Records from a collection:
=====

//! Transport contract consumed by the session.
//!
//! The session drives a transport with three calls ([`Transport::connect`],
//! [`Transport::disconnect`], [`Transport::send`]) and receives everything
//! the transport has to say as [`TransportEvent`]s on the [`EventSink`] it
//! passed to `connect`. Events from one transport are delivered in order and
//! consumed by a single task, so the session never sees two inbound frames
//! concurrently.
//!
//! # Contract
//!
//! * `connect` starts connecting and returns immediately; success is
//!   signalled with [`TransportEvent::Connected`], failure with
//!   [`TransportEvent::Disconnected`].
//! * `send` never blocks and never calls back into the session.
//! * Every connection ends with exactly one [`TransportEvent::Disconnected`].
//!   When the end was requested through `disconnect(reason)`, that reason is
//!   carried in the event.

use std::fmt;
use std::sync::Arc;

use tokio::sync::mpsc;
use wamp_protocol::Serializer;

use crate::error::Result;

/// Notification from a transport to its session.
pub enum TransportEvent {
	/// The link is up and payloads are encoded with `serializer`.
	Connected(Arc<dyn Serializer>),
	/// The link is gone. `reason` is set when the close was requested through
	/// [`Transport::disconnect`]; `error` describes anything unexpected.
	Disconnected {
		error: Option<String>,
		reason: Option<String>,
	},
	/// One complete inbound payload.
	Data(Vec<u8>),
}

impl fmt::Debug for TransportEvent {
	fn fmt(&self, f: &mut fmt::Formatter<'_>) -> fmt::Result {
		match self {
			Self::Connected(serializer) => f.debug_tuple("Connected").field(&serializer.subprotocol()).finish(),
			Self::Disconnected { error, reason } => f
				.debug_struct("Disconnected")
				.field("error", error)
				.field("reason", reason)
				.finish(),
			Self::Data(data) => f.debug_tuple("Data").field(&data.len()).finish(),
		}
	}
}

/// Where a transport delivers its notifications.
pub type EventSink = mpsc::UnboundedSender<TransportEvent>;

/// Bidirectional message channel underneath a session.
pub trait Transport: Send + Sync {
	/// Starts connecting; notifications go to `events`.
	fn connect(&self, events: EventSink) -> Result<()>;

	/// Closes the link. A `Disconnected` event carrying `reason` follows.
	fn disconnect(&self, reason: &str);

	/// Queues one outbound payload.
	fn send(&self, data: Vec<u8>) -> Result<()>;
}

=====

**Try it:** Each line of the data that has the string "with" should be returned.

**Task response:**
//! The session drives a transport with three calls ([`Transport::connect`],
//!   signalled with [`TransportEvent::Connected`], failure with
//! * Every connection ends with exactly one [`TransportEvent::Disconnected`].
	/// The link is up and payloads are encoded with `serializer`.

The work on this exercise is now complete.